Judge Rules Against Ohio Polling Place Challenges (The Omaha Channel)

A federal court judge has ruled that partisan challengers at Ohio polling locations is unconstitutional. The judge was asked to stop more than 3,000 Republicans who are planning to monitor polling places and challenge voters. U.S. District Judge Susan Dlott found that the presence of challengers inexperienced in the electoral process would impede voting. Meanwhile, a lawyer for the Ohio Republican Party said the GOP will appeal a judge’s ruling barring observers from all Ohio polling places. Attorney Mark Weaver said the party plans to file an appeal with the Sixth U.S. Circuit Court of Appeals in Cincinnati within the next few hours.

Dlott ruled that application of Ohio’s statute allowing challengers at polling places is unconstitutional. Dlott ruled on a lawsuit by a black Cincinnati couple who said Republican plans to deploy challengers to largely black precincts in Hamilton County was meant to intimidate and block black voters. Two civil rights activists asked Dlott to issue an emergency restraining order barring partisan challengers from polling stations in all 88 Ohio counties. The attorneys said the Republican challengers intend to intimidate newly registered black voters. Ohio Secretary of State Kenneth Blackwell issued a statement saying those challengers could disrupt the voting. Ohio law allows people to challenge a voter to prove they are eligible. Ohio’s Assistant Attorney General Rick Coglianese argued that the law is not aimed at black voters and does not violate their civil rights.

Judge Dlott worked through the night drafting her decision. She is the same judge who stopped boards of elections statewide from conducting Republican Party initiated voter eligibility hearings.

This ruling strikes me as odd. Indeed, every time I’ve voted, there have been election observers from the two political parties. There’s no better way that I can think of to assure people that there is no misconduct taking place in heavily partisan precincts. That said, I could see where having hordes of challengers could disrupt the process.

This is yet another case, though, where the legislature is a more legitimate body to make decisions on such issues than the courts. The advantage of having the legislature make these choices–as they had already done by passing the statute, signed by the governor–is that they are made a priori. When judges get involved, by definition, a specific case in controversy exists and there is therefore knowledge of which party a specific application of a rule will advantage. In this case, a single political appointee has made two crucial judgments that may call the most heated state contest into question. That’s not good for a democratic system.

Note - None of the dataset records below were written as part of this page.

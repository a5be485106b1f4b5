use clap::Parser;

/// Runs the weekly batch: fetch, diff, persist, notify. Storage location
/// and credentials come from the environment, not flags.
#[derive(Parser, Debug)]
#[command(author, version, about)]
struct Args {}

#[tokio::main]
async fn main() -> anyhow::Result<()> {
    Args::parse();

    cf_weekly::run_weekly_update().await?;

    Ok(())
}
use std::{env, fmt::Display, fs::read_to_string, path::PathBuf, str::FromStr};

use tracing::{info, warn};

pub struct Config {
    pub snapshot_path: PathBuf,
    pub api_key: Option<String>,
    pub api_secret: Option<String>,
    pub fetch_concurrency: usize,
    pub rating_threshold: i64,
    pub smtp_host: String,
    pub smtp_username: Option<String>,
    pub smtp_password: Option<String>,
    pub sender: String,
    pub recipients: Vec<String>,
}

impl Config {
    pub fn load() -> Self {
        Self {
            snapshot_path: try_load("CF_SNAPSHOT_PATH", "data/codeforces.csv"),
            api_key: read_secret_opt("CF_API_KEY"),
            api_secret: read_secret_opt("CF_API_SECRET"),
            fetch_concurrency: try_load("CF_FETCH_CONCURRENCY", "8"),
            rating_threshold: try_load("CF_RATING_THRESHOLD", "2000"),
            smtp_host: try_load("CF_SMTP_HOST", "localhost"),
            smtp_username: read_secret_opt("CF_SMTP_USERNAME"),
            smtp_password: read_secret_opt("CF_SMTP_PASSWORD"),
            sender: try_load("CF_MAIL_FROM", "codeforces-updates@localhost"),
            recipients: load_recipients("CF_MAIL_TO"),
        }
    }
}

fn var(key: &str) -> Result<String, ()> {
    env::var(key).map_err(|_| {
        warn!("Environment variable {key} not found, using default");
    })
}

fn try_load<T: FromStr>(key: &str, default: &str) -> T
where
    T::Err: Display,
{
    var(key)
        .unwrap_or_else(|_| {
            info!("{key} not set, using default: {default}");
            default.to_string()
        })
        .parse()
        .map_err(|e| {
            warn!("Invalid {key} value: {e}");
        })
        .expect("Environment misconfigured!")
}

/// Secrets come from `/run/secrets` when deployed, from the environment
/// otherwise. Both optional: without API credentials the job runs with
/// unsigned public calls, and without SMTP credentials the relay is
/// expected to accept unauthenticated mail.
fn read_secret_opt(secret_name: &str) -> Option<String> {
    let path = format!("/run/secrets/{secret_name}");

    if let Ok(s) = read_to_string(&path) {
        return Some(s.trim().to_string());
    }

    env::var(secret_name).ok().filter(|s| !s.is_empty())
}

fn load_recipients(key: &str) -> Vec<String> {
    var(key)
        .map(|raw| {
            raw.split(',')
                .map(|r| r.trim().to_string())
                .filter(|r| !r.is_empty())
                .collect()
        })
        .unwrap_or_default()
}
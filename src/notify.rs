//! # Notifier
//!
//! SMTP delivery of the rendered report. Delivery is best-effort: the
//! orchestrator logs a failure and moves on, since the snapshot was
//! already persisted and a lost mail only means a quiet week.

use lettre::{
    message::{header::ContentType, Mailbox},
    transport::smtp::authentication::Credentials,
    AsyncSmtpTransport, AsyncTransport, Message, Tokio1Executor,
};

use crate::{config::Config, error::AppError};

pub const SUBJECT: &str = "Codeforces Weekly Update";

pub struct Mailer {
    transport: AsyncSmtpTransport<Tokio1Executor>,
    sender: Mailbox,
    recipients: Vec<Mailbox>,
}

impl Mailer {
    pub fn from_config(config: &Config) -> Result<Self, AppError> {
        let mut builder = AsyncSmtpTransport::<Tokio1Executor>::relay(&config.smtp_host)?;
        if let (Some(username), Some(password)) = (&config.smtp_username, &config.smtp_password) {
            builder = builder.credentials(Credentials::new(username.clone(), password.clone()));
        }

        let sender: Mailbox = config.sender.parse()?;
        let recipients = config
            .recipients
            .iter()
            .map(|r| r.parse())
            .collect::<Result<Vec<Mailbox>, _>>()?;

        Ok(Self {
            transport: builder.build(),
            sender,
            recipients,
        })
    }

    pub async fn send(&self, html: String) -> Result<(), AppError> {
        let mut message = Message::builder()
            .from(self.sender.clone())
            .subject(SUBJECT)
            .header(ContentType::TEXT_HTML);
        for recipient in &self.recipients {
            message = message.to(recipient.clone());
        }

        self.transport.send(message.body(html)?).await?;
        Ok(())
    }
}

UPDATE (2112): Judge Reversed: Ohio Challenges Restored

FILED UNDER: Campaign 2004, Media
James Joyner
About James Joyner
James Joyner is a Security Studies professor at Marine Corps University's Command and Staff College and a nonresident senior fellow at the Scowcroft Center for Strategy and Security at the Atlantic Council. He's a former Army officer and Desert Storm vet. Views expressed here are his own. Follow James on Twitter @DrJJoyner.

Comments

  1. Tom Carter says:

    I agree that the current tendency to litigate every issue is warping the democratic process. Seems to me that having a reasonable number of observers at polling places who can challenge voter qualifications is consistent with the need for transparency. The fact that one judge disagrees and can enforce her opinion is troubling.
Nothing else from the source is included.